-- Material shown follows --

//! In-process topic/group message bus.
//!
//! Every consumer group registered on a topic gets its own FIFO queue and a
//! copy of each message published to that topic. Subscribers sharing a
//! group compete for that one queue, so each message reaches one of them.
//! A group lives as long as it has a subscriber; once the last one is
//! dropped the group and its queue go with it. Messages published to a
//! topic with no groups are dropped. Nothing is persisted.

use std::collections::HashMap;
use std::sync::atomic::{AtomicBool, Ordering};
use std::sync::{Arc, Weak};

use indexmap::IndexMap;
use parking_lot::RwLock;
use tokio::sync::{mpsc, Mutex};
use tracing::{debug, trace};

use crate::errors::{ShardlineError, ShardlineResult};
use crate::models::RecordMessage;
use crate::shutdown::ShutdownSignal;

/// One delivered message.
#[derive(Clone, Debug, PartialEq, Eq)]
pub struct Envelope {
    pub topic: String,
    pub group: String,
    pub payload: Vec<u8>,
}

type SharedReceiver = Arc<Mutex<mpsc::UnboundedReceiver<Envelope>>>;

struct GroupQueue {
    tx: mpsc::UnboundedSender<Envelope>,
    rx: SharedReceiver,
}

impl GroupQueue {
    fn new() -> Self {
        let (tx, rx) = mpsc::unbounded_channel();
        Self {
            tx,
            rx: Arc::new(Mutex::new(rx)),
        }
    }
}

#[derive(Default)]
struct BusInner {
    topics: RwLock<HashMap<String, IndexMap<String, GroupQueue>>>,
    closed: AtomicBool,
}

#[derive(Clone, Default)]
pub struct MessageBus {
    inner: Arc<BusInner>,
}

impl std::fmt::Debug for MessageBus {
    fn fmt(&self, f: &mut std::fmt::Formatter<'_>) -> std::fmt::Result {
        f.debug_struct("MessageBus")
            .field("topics", &self.inner.topics.read().len())
            .field("closed", &self.is_closed())
            .finish()
    }
}

impl MessageBus {
    pub fn new() -> Self {
        Self::default()
    }

    pub fn is_closed(&self) -> bool {
        self.inner.closed.load(Ordering::Acquire)
    }

    fn ensure_open(&self) -> ShardlineResult<()> {
        if self.is_closed() {
            return Err(ShardlineError::Bus("bus is closed".into()));
        }
        Ok(())
    }

    /// Join `group` on `topic`, registering the group on first use.
    pub fn subscribe(&self, topic: &str, group: &str) -> ShardlineResult<Subscription> {
        self.ensure_open()?;
        let mut topics = self.inner.topics.write();
        let queue = topics
            .entry(topic.to_string())
            .or_default()
            .entry(group.to_string())
            .or_insert_with(|| {
                debug!(topic, group, "registered consumer group");
                GroupQueue::new()
            });
        Ok(Subscription {
            topic: topic.to_string(),
            group: group.to_string(),
            rx: Arc::clone(&queue.rx),
            bus: Arc::downgrade(&self.inner),
        })
    }

    /// Deliver `payload` to every group on `topic`. Returns the number of
    /// groups reached.
    pub fn publish(&self, topic: &str, payload: Vec<u8>) -> ShardlineResult<usize> {
        self.ensure_open()?;
        let topics = self.inner.topics.read();
        let Some(groups) = topics.get(topic).filter(|g| !g.is_empty()) else {
            debug!(topic, "no consumer group, message dropped");
            return Ok(0);
        };

        let mut delivered = 0;
        for (group, queue) in groups {
            let envelope = Envelope {
                topic: topic.to_string(),
                group: group.clone(),
                payload: payload.clone(),
            };
            if queue.tx.send(envelope).is_ok() {
                delivered += 1;
            }
        }
        trace!(topic, delivered, "published");
        Ok(delivered)
    }

    pub fn publish_record(&self, topic: &str, message: &RecordMessage) -> ShardlineResult<usize> {
        self.publish(topic, message.encode()?)
    }

    pub fn groups(&self, topic: &str) -> Vec<String> {
        self.inner
            .topics
            .read()
            .get(topic)
            .map(|groups| groups.keys().cloned().collect())
            .unwrap_or_default()
    }

    /// Refuse further publishes and let subscribers drain what is queued.
    pub fn close(&self) {
        self.inner.closed.store(true, Ordering::Release);
        self.inner.topics.write().clear();
        debug!("bus closed");
    }
}

/// A consumer's handle on one group queue.
pub struct Subscription {
    topic: String,
    group: String,
    rx: SharedReceiver,
    bus: Weak<BusInner>,
}

impl Subscription {
    pub fn topic(&self) -> &str {
        &self.topic
    }

    pub fn group(&self) -> &str {
        &self.group
    }

    /// Next message, or `None` once cancelled or once the bus is closed and
    /// the queue is drained. Cancellation wins when both are ready.
    pub async fn recv(&self, signal: &mut ShutdownSignal) -> Option<Envelope> {
        let mut rx = tokio::select! {
            biased;
            _ = signal.cancelled() => return None,
            guard = self.rx.lock() => guard,
        };
        tokio::select! {
            biased;
            _ = signal.cancelled() => None,
            message = rx.recv() => message,
        }
    }
}

impl Drop for Subscription {
    fn drop(&mut self) {
        let Some(inner) = self.bus.upgrade() else {
            return;
        };
        // Subscribing takes the same lock, so the count cannot move under us.
        let mut topics = inner.topics.write();
        let Some(groups) = topics.get_mut(&self.topic) else {
            return;
        };
        let last = groups.get(&self.group).is_some_and(|queue| {
            Arc::ptr_eq(&queue.rx, &self.rx) && Arc::strong_count(&self.rx) == 2
        });
        if last {
            groups.shift_remove(&self.group);
            if groups.is_empty() {
                topics.remove(&self.topic);
            }
            debug!(topic = %self.topic, group = %self.group, "last subscriber left, group removed");
        }
    }
}

#[cfg(test)]
mod tests {
    use super::*;
    use std::time::Duration;

    use crate::models::Operation;
    use crate::shutdown;

    #[tokio::test]
    async fn every_group_gets_a_copy() {
        let bus = MessageBus::new();
        let search = bus.subscribe("record.changed", "search").unwrap();
        let audit = bus.subscribe("record.changed", "audit").unwrap();
        let (_handle, mut signal) = shutdown::channel();

        let msg = RecordMessage::new(Operation::Create, "post", "1", 0);
        assert_eq!(bus.publish_record("record.changed", &msg).unwrap(), 2);

        for sub in [&search, &audit] {
            let envelope = sub.recv(&mut signal).await.unwrap();
            assert_eq!(envelope.group, sub.group());
            assert_eq!(RecordMessage::decode(&envelope.payload).unwrap(), msg);
        }
        assert_eq!(bus.groups("record.changed"), vec!["search", "audit"]);
    }

    #[tokio::test]
    async fn members_of_one_group_compete() {
        let bus = MessageBus::new();
        let a = bus.subscribe("t", "workers").unwrap();
        let b = bus.subscribe("t", "workers").unwrap();
        let (_handle, mut signal) = shutdown::channel();

        for i in 0..4u8 {
            assert_eq!(bus.publish("t", vec![i]).unwrap(), 1);
        }
        let mut got = Vec::new();
        for sub in [&a, &b, &a, &b] {
            got.push(sub.recv(&mut signal).await.unwrap().payload[0]);
        }
        assert_eq!(got, vec![0, 1, 2, 3]);
    }

    #[tokio::test]
    async fn unsubscribed_topic_drops_messages() {
        let bus = MessageBus::new();
        assert_eq!(bus.publish("nobody", b"x".to_vec()).unwrap(), 0);
        assert!(bus.groups("nobody").is_empty());
    }

    #[tokio::test]
    async fn close_rejects_publish_and_ends_recv() {
        let bus = MessageBus::new();
        let sub = bus.subscribe("t", "g").unwrap();
        bus.publish("t", b"last".to_vec()).unwrap();
        bus.close();

        assert!(matches!(
            bus.publish("t", b"late".to_vec()),
            Err(ShardlineError::Bus(_))
        ));
        assert!(bus.subscribe("t", "g").is_err());

        let (_handle, mut signal) = shutdown::channel();
        assert_eq!(sub.recv(&mut signal).await.unwrap().payload, b"last");
        assert!(sub.recv(&mut signal).await.is_none());
    }

    #[tokio::test]
    async fn group_without_subscribers_is_removed() {
        let bus = MessageBus::new();
        let first = bus.subscribe("t", "search").unwrap();
        let second = bus.subscribe("t", "search").unwrap();
        let audit = bus.subscribe("t", "audit").unwrap();

        drop(first);
        assert_eq!(bus.groups("t"), vec!["search", "audit"]);
        drop(second);
        assert_eq!(bus.groups("t"), vec!["audit"]);
        drop(audit);
        assert!(bus.groups("t").is_empty());

        for i in 0..100u8 {
            assert_eq!(bus.publish("t", vec![i]).unwrap(), 0);
        }

        let late = bus.subscribe("t", "search").unwrap();
        bus.publish("t", b"fresh".to_vec()).unwrap();
        let (_handle, mut signal) = shutdown::channel();
        assert_eq!(late.recv(&mut signal).await.unwrap().payload, b"fresh");
    }

    #[tokio::test]
    async fn cancellation_wins_over_pending_messages() {
        let bus = MessageBus::new();
        let sub = bus.subscribe("t", "g").unwrap();
        bus.publish("t", b"queued".to_vec()).unwrap();

        let (handle, mut signal) = shutdown::channel();
        handle.cancel();
        let next = tokio::time::timeout(Duration::from_secs(1), sub.recv(&mut signal))
            .await
            .unwrap();
        assert!(next.is_none());
    }
}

-- Material shown concluded --

# [What this task involves]
Whenever "AtomicBool" occurs in a line of the entries, copy that line.

# [Solution to this exercise]
use std::sync::atomic::{AtomicBool, Ordering};
    closed: AtomicBool,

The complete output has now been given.